En premier lieu, il fait expressément référence à des « travaux de manutention définis par voie réglementaire » pour lesquels les ouvriers dockers bénéficient d'une priorité d'emploi sur les autres personnels. Ces travaux sont définis par l'article R. 5343-2 du code des transports, qui reprend l'article R. 511-2 du code des ports maritimes issu du décret du 12 octobre 1992. Votre rapporteur renvoie à la lecture de l'exposé général pour une présentation détaillée des enjeux associés au périmètre d'intervention tel que défini dans cet article.

En second lieu, il énonce le mécanisme de double priorité d'embauche qui s'applique entre les différentes catégories d'ouvriers dockers : votre rapporteur renvoie à la lecture du commentaire de l'article 7 pour une explication plus détaillée de ce dispositif.

II. La proposition de loi initiale

Le présent article propose une nouvelle rédaction de l'article L. 5343-7 qui apporte une triple précision au principe de priorité d'emploi des dockers.

D'abord, la priorité d'emploi est circonscrite aux seuls « travaux de chargement et de déchargement des navires et des bateaux dans les ports maritimes de commerce », sachant que le projet de décret annexé au rapport de Martine Bonny prévoit que les opérations de « première amenée ou reprise de ces marchandises » fassent également, pour des raisons de sécurité des personnes et des biens, partie intégrante de ces travaux.

Ensuite, la base légale de ces travaux, qui sont précisés par décret en Conseil d'État, est désormais fondée sur un motif d'intérêt général lié à « la sécurité des personnes et des biens », afin de rendre ce régime compatible avec le droit européen de la concurrence.

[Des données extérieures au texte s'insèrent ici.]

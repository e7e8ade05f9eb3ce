//! Daily data access port trait.

use crate::domain::daily_record::DailyRecord;
use crate::domain::error::FactorError;

pub trait DataPort {
    /// Every daily record from every source, in no particular order.
    fn load_records(&self) -> Result<Vec<DailyRecord>, FactorError>;
}
//! Unified table of daily records across all codes.
//!
//! Records are kept sorted by (code, date). Every factor relies on this
//! ordering so that lag operations never cross a code boundary.

use crate::domain::daily_record::DailyRecord;
use crate::domain::error::FactorError;
use chrono::NaiveDate;
use std::collections::BTreeSet;

#[derive(Debug, Clone, Default)]
pub struct UnifiedTable {
    records: Vec<DailyRecord>,
}

impl UnifiedTable {
    /// Concatenate records from any number of sources, sort by (code, date)
    /// and reject duplicate (code, date) pairs.
    pub fn from_records(mut records: Vec<DailyRecord>) -> Result<Self, FactorError> {
        records.sort_by(|a, b| a.key().cmp(&b.key()));

        if let Some(dup) = records.windows(2).find(|w| w[0].key() == w[1].key()) {
            return Err(FactorError::DuplicateRecord {
                code: dup[1].code.clone(),
                date: dup[1].date,
            });
        }

        Ok(Self { records })
    }

    pub fn len(&self) -> usize {
        self.records.len()
    }

    pub fn is_empty(&self) -> bool {
        self.records.is_empty()
    }

    pub fn records(&self) -> &[DailyRecord] {
        &self.records
    }

    /// Contiguous per-code slices, in code order.
    pub fn groups(&self) -> CodeGroups<'_> {
        CodeGroups {
            rest: &self.records,
        }
    }

    pub fn code_count(&self) -> usize {
        self.groups().count()
    }

    /// All distinct dates across every code, ascending.
    pub fn dates(&self) -> Vec<NaiveDate> {
        let unique: BTreeSet<NaiveDate> = self.records.iter().map(|r| r.date).collect();
        unique.into_iter().collect()
    }
}

/// Iterator over the per-code runs of a [`UnifiedTable`].
pub struct CodeGroups<'a> {
    rest: &'a [DailyRecord],
}

impl<'a> Iterator for CodeGroups<'a> {
    type Item = &'a [DailyRecord];

    fn next(&mut self) -> Option<Self::Item> {
        let first = self.rest.first()?;
        let end = self
            .rest
            .iter()
            .position(|r| r.code != first.code)
            .unwrap_or(self.rest.len());
        let (group, rest) = self.rest.split_at(end);
        self.rest = rest;
        Some(group)
    }
}
//! INI file configuration adapter.

use crate::ports::config_port::ConfigPort;
use configparser::ini::Ini;
use std::path::Path;

pub struct FileConfigAdapter {
    config: Ini,
}

impl FileConfigAdapter {
    pub fn from_file<P: AsRef<Path>>(path: P) -> std::io::Result<Self> {
        let mut config = Ini::new();
        config.load(path).map_err(std::io::Error::other)?;
        Ok(Self { config })
    }

    pub fn from_string(content: &str) -> Result<Self, String> {
        let mut config = Ini::new();
        config.read(content.to_string())?;
        Ok(Self { config })
    }

    /// Config with no sections; every lookup falls back to its default.
    pub fn empty() -> Self {
        Self { config: Ini::new() }
    }
}

impl ConfigPort for FileConfigAdapter {
    fn get_string(&self, section: &str, key: &str) -> Option<String> {
        self.config
            .get(section, key)
            .map(|v| v.trim().to_string())
            .filter(|v| !v.is_empty())
    }

    fn get_int(&self, section: &str, key: &str, default: i64) -> Result<i64, String> {
        match self.get_string(section, key) {
            Some(raw) => raw
                .parse()
                .map_err(|e| format!("invalid integer {:?}: {}", raw, e)),
            None => Ok(default),
        }
    }

    fn get_list(&self, section: &str, key: &str) -> Option<Vec<String>> {
        let raw = self.get_string(section, key)?;
        Some(
            raw.split(',')
                .map(str::trim)
                .filter(|s| !s.is_empty())
                .map(str::to_string)
                .collect(),
        )
    }
}

#[cfg(test)]
mod tests {
    use super::*;
    use std::io::Write;
    use tempfile::NamedTempFile;

    fn create_temp_config(content: &str) -> NamedTempFile {
        let mut file = NamedTempFile::new().unwrap();
        write!(file, "{}", content).unwrap();
        file
    }

    #[test]
    fn from_string_parses_config() {
        let content = r#"
[paths]
data_daily_path = /srv/quant/data_daily
factor_path = /srv/quant/factor

[factors]
momentum_window = 10
"#;
        let adapter = FileConfigAdapter::from_string(content).unwrap();
        assert_eq!(
            adapter.get_string("paths", "data_daily_path"),
            Some("/srv/quant/data_daily".to_string())
        );
        assert_eq!(adapter.get_int("factors", "momentum_window", 5), Ok(10));
    }

    #[test]
    fn get_string_returns_none_for_missing_or_blank() {
        let adapter = FileConfigAdapter::from_string("[paths]\nfactor_path =\n").unwrap();
        assert_eq!(adapter.get_string("paths", "factor_path"), None);
        assert_eq!(adapter.get_string("paths", "missing"), None);
        assert_eq!(adapter.get_string("missing_section", "key"), None);
    }

    #[test]
    fn get_int_returns_default_for_missing_or_blank() {
        let adapter = FileConfigAdapter::from_string("[report]\ngroup_count =\n").unwrap();
        assert_eq!(adapter.get_int("report", "group_count", 10), Ok(10));
        assert_eq!(adapter.get_int("report", "tick_interval", 30), Ok(30));
    }

    #[test]
    fn get_int_rejects_non_numeric() {
        let adapter = FileConfigAdapter::from_string("[factors]\nmomentum_window = 1O\n").unwrap();
        let err = adapter.get_int("factors", "momentum_window", 5).unwrap_err();
        assert!(err.contains("1O"));
    }

    #[test]
    fn get_list_splits_on_commas() {
        let adapter = FileConfigAdapter::from_string(
            "[factors]\nnames = momentum_5d, price_amplitude ,,volume_turnover_ratio\n",
        )
        .unwrap();
        assert_eq!(
            adapter.get_list("factors", "names"),
            Some(vec![
                "momentum_5d".to_string(),
                "price_amplitude".to_string(),
                "volume_turnover_ratio".to_string(),
            ])
        );
        assert_eq!(adapter.get_list("factors", "missing"), None);
    }

    #[test]
    fn empty_config_has_no_values() {
        let adapter = FileConfigAdapter::empty();
        assert_eq!(adapter.get_string("paths", "factor_path"), None);
        assert_eq!(adapter.get_int("factors", "momentum_window", 5), Ok(5));
    }

    #[test]
    fn from_file_reads_config() {
        let content = "[report]\noutput_path = /tmp/report\n";
        let file = create_temp_config(content);
        let adapter = FileConfigAdapter::from_file(file.path()).unwrap();
        assert_eq!(
            adapter.get_string("report", "output_path"),
            Some("/tmp/report".to_string())
        );
    }

    #[test]
    fn from_file_returns_error_for_missing_file() {
        let result = FileConfigAdapter::from_file("/nonexistent/path/stockfactor.ini");
        assert!(result.is_err());
    }
}
//! Factor computation driver: load → compute → write, once per factor.

use crate::domain::error::FactorError;
use crate::domain::factor::{FactorKind, FactorTable};
use crate::domain::unified_table::UnifiedTable;
use crate::ports::data_port::DataPort;
use crate::ports::factor_writer_port::FactorWriterPort;
use tracing::info;

#[derive(Debug, Clone, PartialEq, Eq)]
pub struct FactorRunSummary {
    pub factor: String,
    pub rows: usize,
    pub defined: usize,
    pub files: usize,
}

/// Read every daily record and build the sorted unified table.
pub fn load_unified_table(data_port: &dyn DataPort) -> Result<UnifiedTable, FactorError> {
    let table = UnifiedTable::from_records(data_port.load_records()?)?;
    info!(
        rows = table.len(),
        codes = table.code_count(),
        "built unified table"
    );
    Ok(table)
}

/// Compute one factor over `table` and persist it.
pub fn process_and_save_factor(
    table: &UnifiedTable,
    kind: FactorKind,
    writer: &dyn FactorWriterPort,
) -> Result<FactorRunSummary, FactorError> {
    let factor = FactorTable::compute(kind, table);
    let written = writer.write(&factor)?;

    let summary = FactorRunSummary {
        factor: factor.name.clone(),
        rows: written.rows,
        defined: factor.defined_count(),
        files: written.files,
    };
    info!(
        factor = %summary.factor,
        rows = summary.rows,
        defined = summary.defined,
        files = summary.files,
        "factor written"
    );
    Ok(summary)
}

/// Load once, then compute and write each factor in order.
pub fn run_factors(
    data_port: &dyn DataPort,
    writer: &dyn FactorWriterPort,
    kinds: &[FactorKind],
) -> Result<Vec<FactorRunSummary>, FactorError> {
    let table = load_unified_table(data_port)?;
    kinds
        .iter()
        .map(|&kind| process_and_save_factor(&table, kind, writer))
        .collect()
}
//! Price amplitude factor: H[i] - L[i].

use crate::domain::daily_record::DailyRecord;
use crate::domain::factor::defined;

pub fn calculate_price_amplitude(records: &[DailyRecord]) -> Vec<Option<f64>> {
    records.iter().map(|r| defined(r.high - r.low)).collect()
}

Enfin, le cas spécifique des implantations industrielles en bord à quai est renvoyé à une charte nationale, qui a d'ores et déjà été rédigée et acceptée par l'ensemble des parties. Son objectif est de maintenir le statu quo spécifique à chaque port et de définir les enjeux de négociation pour les nouvelles implantations.

Votre rapporteur ne détaille pas davantage les enjeux associés à ces trois précisions, qui font l'objet de longs développements dans l'exposé général du présent rapport. Il signale également que la définition des règles de priorité applicables entre les différentes catégories d'ouvriers dockers est quant à elle transférée dans un nouvel article L. 5343-7-1 (v. infra ).

III. Le texte adopté par l'Assemblée nationale

Cet article n'a fait l'objet d'aucune modification lors de son examen par les députés.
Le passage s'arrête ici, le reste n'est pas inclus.